Die obersten deutschen Verwaltungsrichter ließen die Revision des Bundesverkehrsministeriums gegen das Berufungsurteil des Oberverwaltungsgerichts Berlin-Brandenburg nicht zu. Das Gericht hatte Ende März letzten Jahres entschieden, dass die Information der Öffentlichkeit wichtiger sei als das Geheimhaltungsinteresse des Verkehrsministeriums (OVG 12 B 14.18).
Wichtiger Sieg gegen das Kraftfahrt-Bundesamt und VW
Die Deutsche Umwelthilfe (DUH) hat mit dieser Entscheidung des OVG Schleswig einen wichtigen Sieg gegen das Kraftfahrt-Bundesamt und VW errungen. Der Umweltverband erhält jetzt Einsicht in den gesamten Schriftverkehr zwischen dem Kraftfahrt-Bundesamt und der Volkswagen AG zwischen dem 18. September 2015 und dem 15. Oktober 2015. Das ist der Tag der Anordnung des Rückrufs für die Dieselfahrzeuge mit dem berüchtigten VW-Motor EA 189. Zudem kann die DUH die Unterlagen des entsprechenden Verwaltungsvorgangs einsehen.

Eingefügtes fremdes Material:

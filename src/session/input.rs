//! Input collaborators.
//!
//! A `Prompter` hands sessions input that has already been validated.
//! Malformed input is handled inside the prompter by asking again, so the
//! engines never see it.

use std::io::{BufRead, Write};

use tracing::warn;

use crate::core::SessionError;
use crate::games::digits::Digits;

/// Source of validated player input.
pub trait Prompter {
    /// Read an integer in the inclusive range `low..=high`.
    fn read_index(&mut self, low: usize, high: usize) -> Result<usize, SessionError>;

    /// Read exactly `count` decimal digits.
    fn read_digits(&mut self, count: usize) -> Result<Digits, SessionError>;
}

/// Line-based prompter over any reader/writer pair.
///
/// Invalid lines are answered with a hint on `output` and read again until
/// a valid one arrives or the input ends.
pub struct ConsolePrompter<R, W> {
    input: R,
    output: W,
    line: String,
}

impl<R: BufRead, W: Write> ConsolePrompter<R, W> {
    pub fn new(input: R, output: W) -> Self {
        Self {
            input,
            output,
            line: String::new(),
        }
    }

    /// Give back the wrapped reader and writer.
    pub fn into_inner(self) -> (R, W) {
        (self.input, self.output)
    }

    fn next_line(&mut self) -> Result<&str, SessionError> {
        self.output.flush()?;
        self.line.clear();
        if self.input.read_line(&mut self.line)? == 0 {
            return Err(SessionError::InputClosed);
        }
        Ok(self.line.trim())
    }

    fn hint(&mut self, message: &str) -> Result<(), SessionError> {
        writeln!(self.output, "{}", message)?;
        Ok(())
    }
}

impl<R: BufRead, W: Write> Prompter for ConsolePrompter<R, W> {
    /// # Panics
    ///
    /// Panics if `low > high`.
    fn read_index(&mut self, low: usize, high: usize) -> Result<usize, SessionError> {
        assert!(low <= high, "low has to be less or equal to high");

        loop {
            let line = self.next_line()?;
            match line.parse::<i64>() {
                Ok(value) if value >= low as i64 && value <= high as i64 => {
                    return Ok(value as usize);
                }
                Ok(value) => {
                    warn!(value, low, high, "index out of range");
                    self.hint(&format!("please enter an integer between {} and {}:", low, high))?;
                }
                Err(_) => {
                    warn!(input = line, "not an integer");
                    self.hint("please enter an integer:")?;
                }
            }
        }
    }

    fn read_digits(&mut self, count: usize) -> Result<Digits, SessionError> {
        loop {
            let line = self.next_line()?;
            match Digits::parse(line, count) {
                Ok(digits) => return Ok(digits),
                Err(err) => {
                    warn!(%err, "rejected guess");
                    self.hint(&format!(
                        "Incorrect input. Please make a guess containing only {} digits:",
                        count
                    ))?;
                }
            }
        }
    }
}
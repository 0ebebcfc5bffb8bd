//! Fixed-length digit sequences used for both the secret and guesses.

use std::fmt;
use std::ops::Index;
use std::str::FromStr;

use serde::{Deserialize, Serialize};
use smallvec::SmallVec;
use thiserror::Error;

/// Sequence of decimal digits, each in `0..=9`. Repeats are allowed.
///
/// SmallVec keeps the usual 4 digits inline without a heap allocation.
#[derive(Clone, Debug, PartialEq, Eq, Hash, Serialize, Deserialize)]
#[serde(try_from = "Vec<u8>", into = "Vec<u8>")]
pub struct Digits(SmallVec<[u8; 4]>);

#[derive(Error, Debug, Clone, PartialEq, Eq)]
pub enum DigitsParseError {
    #[error("expected {expected} digits, got {actual}")]
    WrongLength { expected: usize, actual: usize },
    #[error("'{0}' is not a digit")]
    NotADigit(char),
    #[error("{0} is not in 0..=9")]
    OutOfRange(u8),
}

impl Digits {
    /// Build from raw values.
    ///
    /// # Panics
    ///
    /// Panics if any value is greater than 9.
    pub fn new(values: impl IntoIterator<Item = u8>) -> Self {
        let digits: SmallVec<[u8; 4]> = values.into_iter().collect();
        assert!(digits.iter().all(|&d| d <= 9), "Digits must be in 0..=9");
        Self(digits)
    }

    /// Parse a string of exactly `expected` ASCII digits.
    ///
    /// ```
    /// use guessing_games::games::digits::{Digits, DigitsParseError};
    ///
    /// assert_eq!(Digits::parse("0420", 4).unwrap().as_slice(), &[0, 4, 2, 0]);
    /// assert_eq!(
    ///     Digits::parse("123", 4),
    ///     Err(DigitsParseError::WrongLength { expected: 4, actual: 3 })
    /// );
    /// ```
    pub fn parse(s: &str, expected: usize) -> Result<Self, DigitsParseError> {
        let digits: Self = s.parse()?;
        if digits.len() != expected {
            return Err(DigitsParseError::WrongLength {
                expected,
                actual: digits.len(),
            });
        }
        Ok(digits)
    }

    #[must_use]
    pub fn len(&self) -> usize {
        self.0.len()
    }

    #[must_use]
    pub fn is_empty(&self) -> bool {
        self.0.is_empty()
    }

    #[must_use]
    pub fn as_slice(&self) -> &[u8] {
        &self.0
    }

    pub fn iter(&self) -> impl Iterator<Item = u8> + '_ {
        self.0.iter().copied()
    }
}

impl FromStr for Digits {
    type Err = DigitsParseError;

    fn from_str(s: &str) -> Result<Self, Self::Err> {
        s.chars()
            .map(|c| {
                c.to_digit(10)
                    .map(|d| d as u8)
                    .ok_or(DigitsParseError::NotADigit(c))
            })
            .collect::<Result<SmallVec<_>, _>>()
            .map(Self)
    }
}

impl TryFrom<Vec<u8>> for Digits {
    type Error = DigitsParseError;

    fn try_from(values: Vec<u8>) -> Result<Self, Self::Error> {
        match values.iter().find(|&&d| d > 9) {
            Some(&d) => Err(DigitsParseError::OutOfRange(d)),
            None => Ok(Self(SmallVec::from_vec(values))),
        }
    }
}

impl From<Digits> for Vec<u8> {
    fn from(digits: Digits) -> Self {
        digits.0.into_vec()
    }
}

impl Index<usize> for Digits {
    type Output = u8;

    fn index(&self, index: usize) -> &Self::Output {
        &self.0[index]
    }
}

impl fmt::Display for Digits {
    fn fmt(&self, f: &mut fmt::Formatter<'_>) -> fmt::Result {
        for d in &self.0 {
            write!(f, "{}", d)?;
        }
        Ok(())
    }
}

#[cfg(test)]
mod tests {
    use super::*;

    #[test]
    fn test_parse_keeps_leading_zeros() {
        let digits = Digits::parse("0071", 4).unwrap();

        assert_eq!(digits.as_slice(), &[0, 0, 7, 1]);
        assert_eq!(digits.to_string(), "0071");
    }

    #[test]
    fn test_parse_rejects_non_digits() {
        assert_eq!(Digits::parse("12a4", 4), Err(DigitsParseError::NotADigit('a')));
        assert_eq!(Digits::parse("-123", 4), Err(DigitsParseError::NotADigit('-')));
    }

    #[test]
    fn test_parse_rejects_wrong_length() {
        assert_eq!(
            Digits::parse("12345", 4),
            Err(DigitsParseError::WrongLength { expected: 4, actual: 5 })
        );
        assert_eq!(
            Digits::parse("", 4),
            Err(DigitsParseError::WrongLength { expected: 4, actual: 0 })
        );
    }

    #[test]
    fn test_non_ascii_digit_rejected() {
        // Full-width digit is numeric but not a decimal ASCII digit
        assert!(Digits::parse("１２３４", 4).is_err());
    }

    #[test]
    fn test_index() {
        let digits = Digits::new([3, 4, 5, 6]);
        assert_eq!(digits[2], 5);
    }

    #[test]
    #[should_panic(expected = "Digits must be in 0..=9")]
    fn test_new_rejects_large_values() {
        Digits::new([1, 10]);
    }

    #[test]
    fn test_try_from_rejects_large_values() {
        assert_eq!(
            Digits::try_from(vec![1, 2, 12, 4]),
            Err(DigitsParseError::OutOfRange(12))
        );
        assert_eq!(Digits::try_from(vec![0, 9]).unwrap().as_slice(), &[0, 9]);
    }

    #[test]
    fn test_deserialize_validates_range() {
        let digits: Digits = serde_json::from_str("[1,2,3,4]").unwrap();
        assert_eq!(digits, Digits::new([1, 2, 3, 4]));

        let err = serde_json::from_str::<Digits>("[12]").unwrap_err();
        assert!(err.to_string().contains("12 is not in 0..=9"));
    }

    #[test]
    fn test_serializes_as_plain_list() {
        let json = serde_json::to_string(&Digits::new([0, 4, 2, 0])).unwrap();
        assert_eq!(json, "[0,4,2,0]");
    }
}
//! Plain-text rendering of game state.

use crate::games::digits::GuessResult;
use crate::games::pairs::Board;

/// Column label for a 1-based position within a row: `1`..`9`, then `X`.
fn column_label(column: usize) -> char {
    match column % 10 {
        0 => 'X',
        n => char::from(b'0' + n as u8),
    }
}

/// Render the board in rows of `row_width`, each under a line of column labels.
///
/// Concealed boxes show as `#`.
///
/// ```
/// use guessing_games::games::pairs::Board;
/// use guessing_games::session::render_board;
///
/// let board = Board::from_symbols("AABB".chars());
/// assert_eq!(render_board(&board, 2), "12\n##\n12\n##\n");
/// ```
pub fn render_board(board: &Board, row_width: usize) -> String {
    let tiles: Vec<_> = board.tiles().collect();
    let mut out = String::new();

    for row in tiles.chunks(row_width.max(1)) {
        out.extend((1..=row.len()).map(column_label));
        out.push('\n');
        out.extend(row.iter().map(|t| t.display_char()));
        out.push('\n');
    }

    out
}

/// Every symbol in board order, revealed or not.
pub fn render_symbols(board: &Board) -> String {
    board.symbols().collect()
}

/// Feedback for a non-winning guess.
pub fn render_result(result: &GuessResult) -> String {
    format!(
        "The number of correct digits: {}\nThe number of misplaced digits: {}\n",
        result.correct, result.misplaced
    )
}
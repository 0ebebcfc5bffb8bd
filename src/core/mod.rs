//! Core building blocks shared by both games: RNG, configuration, errors,
//! process startup.
//!
//! Nothing in here knows about boxes or digits beyond the fixed constants.

pub mod config;
pub mod error;
pub mod rng;
pub mod runtime;

pub use config::{
    DigitGameConfig, PairGameConfig, ALPHABET, NUM_BOXES, NUM_DIGITS, NUM_LIVES, ROW_WIDTH,
};
pub use error::{ConfigError, Result, SessionError};
pub use rng::GameRng;
pub use runtime::{init_logging, rng_from_env, rng_from_seed, SEED_ENV};
//! Error types shared by both games.

use thiserror::Error;

/// Invalid game configuration. Fatal at startup.
#[derive(Error, Debug, Copy, Clone, PartialEq, Eq)]
pub enum ConfigError {
    #[error("The number of boxes has to be even, got {0}")]
    OddBoxCount(usize),
    #[error("The board needs at least one pair of boxes")]
    EmptyBoard,
    #[error("The number of lives has to be positive")]
    NoLives,
    #[error("The row width has to be positive")]
    ZeroRowWidth,
    #[error("The number of digits has to be positive")]
    NoDigits,
    #[error("GUESSING_GAMES_SEED must be an unsigned integer")]
    InvalidSeed,
}

/// Failure while running a console session.
///
/// Malformed input never shows up here; the prompter re-prompts instead.
#[derive(Error, Debug)]
pub enum SessionError {
    #[error("Console I/O failed: {0}")]
    Io(#[from] std::io::Error),
    #[error("Input closed before the game ended")]
    InputClosed,
}

pub type Result<T, E = ConfigError> = std::result::Result<T, E>;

DUH-Bundesgeschäftsführer Resch bezeichnet die Entscheidung als „schallende Ohrfeige für Verkehrsminister Scheuer“ und freut sich über den Erfolg: „Seit fünf Jahren verweigert der Betrugskonzern VW in konspirativer Abstimmung mit dem Bundesverkehrsministerium die Einsicht in Akten, die die Durchsetzung der Rechte von Millionen VW-Dieselopfern entscheidend erleichtern würden“, so Resch.
VW geschützt und Millionen Fahrzeughalter geschädigt
Scheuer habe im Dieselabgasskandal durch die Nichtveröffentlichung ihm vorliegender Fakten den VW-Betrugskonzern geschützt und Millionen betroffene Fahrzeughalter geschädigt. „Allein mit der Baureihe EA 189, um die es bei diesen Akten geht, wurden in Deutschland 2,5 Millionen Kunden betrogen. Und das nicht nur beim Kauf der Fahrzeuge, sondern auch später durch neue, aufgespielte Abschalteinrichtungen bei Software-Updates, die nun mit behördlichem Segen besonders in der kommenden kalten Jahreszeit für massiv erhöhten Schadstoffausstoß sorgen“, so der Bundesgeschäftsführer der DUH weiter. Am Motor EA 189 mit der Abgasnorm Euro 5 hatte sich im September 2015 nach den Ermittlungen der US-amerikanischen Behörden der VW-Abgasskandal in Deutschland entzündet.
Information der Öffentlichkeit wichtiger als Geheimhaltungsinteresse
Die DUH hatte schon vor fünf Jahren Akteneinsicht verlangt und in erster Instanz Recht bekommen. Das Verwaltungsgericht Schleswig entschied im April 2018 zunächst im Sinne der DUH. Im Frühjahr 2016 hatte das KBA eine fast komplett geschwärzte rund 600-seitige Akte geschickt. Die DUH klagte daraufhin auf „Entschwärzung“ und Offenlegung aller nicht personenbezogenen Angaben.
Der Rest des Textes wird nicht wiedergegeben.